Clean Water Act Regulations

In 2011, the Federal EPA issued a proposed rule setting forth standards for existing power plants that will reduce mortality of aquatic organisms pinned against a plant’s cooling water intake screen (impingement) or entrained in the cooling water.  Entrainment is when small fish, eggs or larvae are drawn into the cooling water system and affected by heat, chemicals or physical stress.  The proposed standards affect all plants withdrawing more than two million gallons of cooling water per day and establish specific intake design and intake velocity standards meant to allow fish to avoid or escape impingement.  Compliance with this standard is required within eight years of the effective date of the final rule.  The proposed standard for entrainment for existing facilities requires a site-specific evaluation of the available measures for reducing entrainment.  The proposed entrainment standard for new units at existing facilities requires either intake flows commensurate with closed cycle cooling or achieving entrainment reductions equivalent to 90% or greater of the reductions that could be achieved with closed cycle cooling.  Plants withdrawing more than 125 million gallons of cooling water per day must submit a detailed technology study to be reviewed by the state permitting authority.  Management is evaluating the proposal and engaged in the collection of additional information regarding the feasibility of implementing this proposal at the AEP System’s facilities.  In June 2012, the Federal EPA issued additional Notices of Data Availability and requested public comments.  Management submitted comments in July 2012.  Issuance of a final rule is not expected until November 2013.  Management is preparing to begin activities to implement the rule following its issuance and an analysis of the final requirements.

In addition, the Federal EPA issued an information collection request and is developing revised effluent limitation guidelines for electricity generating facilities.  A proposed rule was signed in April 2013 with a final rule expected in 2014.  The Federal EPA proposed eight options of increasing stringency and cost for fly ash and bottom ash transport water, scrubber wastewater, leachate from coal combustion byproduct landfills and impoundments and other wastewaters associated with coal-fired generating units, with four labeled preferred options.  Certain of the Federal EPA's preferred options have already been implemented or are part of the AEP System’s long-term plans.  Management will review the proposal in detail to evaluate whether the plants are currently meeting the proposed limitations, what technologies have been incorporated into the long-range plans and what additional costs might be incurred if the Federal EPA's most stringent options were adopted.  Management submitted detailed comments to the Federal EPA in September 2013 and participated in comments filed by various organizations of which the AEP System companies are members.

Climate Change

National public policy makers and regulators in the 10 states the Registrant Subsidiaries serve have diverse views on climate change.  Management is currently focused on responding to these emerging views with prudent actions, such as improving energy efficiency, investing in developing cost-effective and less carbon-intensive technologies and evaluating assets across a range of plausible scenarios and outcomes.  Management is also active participants in a variety of public policy discussions at state and federal levels to assure that proposed new requirements are feasible and the economies of the states served are not placed at a competitive disadvantage.

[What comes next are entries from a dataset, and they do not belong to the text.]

//! Branded ID newtypes for type safety.
//!
//! Every entity in the Tether client has a distinct ID type implemented as a
//! newtype wrapper around `String`. This prevents accidentally passing a
//! conversation ID where a session ID is expected.
//!
//! Locally minted IDs are UUID v7 (time-ordered) via [`uuid::Uuid::now_v7`];
//! server-issued IDs (conversations, agents, questions) are wrapped as-is.

use serde::{Deserialize, Serialize};
use std::fmt;
use uuid::Uuid;

/// Generate a new UUID v7 string (time-ordered).
fn new_v7() -> String {
    Uuid::now_v7().to_string()
}

macro_rules! branded_id {
    ($(#[$meta:meta])* $name:ident) => {
        $(#[$meta])*
        #[derive(Clone, Debug, PartialEq, Eq, Hash, Serialize, Deserialize)]
        #[serde(transparent)]
        pub struct $name(String);

        impl $name {
            /// Create a new random ID (UUID v7, time-ordered).
            #[must_use]
            pub fn new() -> Self {
                Self(new_v7())
            }

            /// Create from an existing string value.
            #[must_use]
            pub fn from_string(s: String) -> Self {
                Self(s)
            }

            /// Return the inner string as a slice.
            #[must_use]
            pub fn as_str(&self) -> &str {
                &self.0
            }

            /// Consume self and return the inner `String`.
            #[must_use]
            pub fn into_inner(self) -> String {
                self.0
            }
        }

        impl Default for $name {
            fn default() -> Self {
                Self::new()
            }
        }

        impl std::ops::Deref for $name {
            type Target = str;
            fn deref(&self) -> &str {
                &self.0
            }
        }

        impl AsRef<str> for $name {
            fn as_ref(&self) -> &str {
                &self.0
            }
        }

        impl fmt::Display for $name {
            fn fmt(&self, f: &mut fmt::Formatter<'_>) -> fmt::Result {
                f.write_str(&self.0)
            }
        }

        impl From<String> for $name {
            fn from(s: String) -> Self {
                Self(s)
            }
        }

        impl From<&str> for $name {
            fn from(s: &str) -> Self {
                Self(s.to_owned())
            }
        }

        impl From<$name> for String {
            fn from(id: $name) -> Self {
                id.0
            }
        }
    };
}

branded_id! {
    /// Unique identifier for a client-side session.
    SessionId
}

branded_id! {
    /// Unique identifier for a server-owned conversation.
    ConversationId
}

branded_id! {
    /// Unique identifier for a dynamically spawned agent.
    AgentId
}

branded_id! {
    /// Unique identifier for a pending clarification question.
    QuestionId
}

// ─────────────────────────────────────────────────────────────────────────────
// Tests
// ─────────────────────────────────────────────────────────────────────────────

#[cfg(test)]
mod tests {
    use super::*;

    #[test]
    fn session_id_new_is_uuid_v7() {
        let id = SessionId::new();
        let parsed = Uuid::parse_str(id.as_str()).expect("should be valid UUID");
        assert_eq!(parsed.get_version(), Some(uuid::Version::SortRand));
    }

    #[test]
    fn ids_are_unique() {
        let a = SessionId::new();
        let b = SessionId::new();
        assert_ne!(a, b);
    }

    #[test]
    fn from_str_ref() {
        let id = ConversationId::from("conv-123");
        assert_eq!(id.as_str(), "conv-123");
    }

    #[test]
    fn deref_to_str() {
        let id = AgentId::from("agent-1");
        let s: &str = &id;
        assert_eq!(s, "agent-1");
    }

    #[test]
    fn display() {
        let id = QuestionId::from("q-1");
        assert_eq!(format!("{id}"), "q-1");
    }

    #[test]
    fn serde_roundtrip() {
        let id = ConversationId::from("serde-test");
        let json = serde_json::to_string(&id).unwrap();
        assert_eq!(json, "\"serde-test\"");
        let back: ConversationId = serde_json::from_str(&json).unwrap();
        assert_eq!(back, id);
    }

    #[test]
    fn hash_and_eq() {
        use std::collections::HashSet;
        let mut set = HashSet::new();
        let id = AgentId::from("same");
        let _ = set.insert(id.clone());
        let _ = set.insert(id.clone());
        assert_eq!(set.len(), 1);
    }

    #[test]
    fn into_inner() {
        let id = SessionId::from("inner-test");
        assert_eq!(id.into_inner(), "inner-test");
    }
}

While comprehensive economy-wide regulation of CO2 emissions might be achieved through future legislation, Congress has yet to enact such legislation.  The Federal EPA continues to take action to regulate CO2 emissions under the existing requirements of the CAA.

Several states have adopted programs that directly regulate CO2 emissions from power plants.  The majority of the states where the Registrant Subsidiaries have generating facilities passed legislation establishing renewable energy, alternative energy and/or energy efficiency requirements.  Management is taking steps to comply with these requirements.

Certain groups have filed lawsuits alleging that emissions of CO2 are a “public nuisance” and seeking injunctive relief and/or damages from small groups of coal-fired electricity generators, petroleum refiners and marketers, coal companies and others.  The Registrant Subsidiaries are no longer a party to any such cases.  See Note 4.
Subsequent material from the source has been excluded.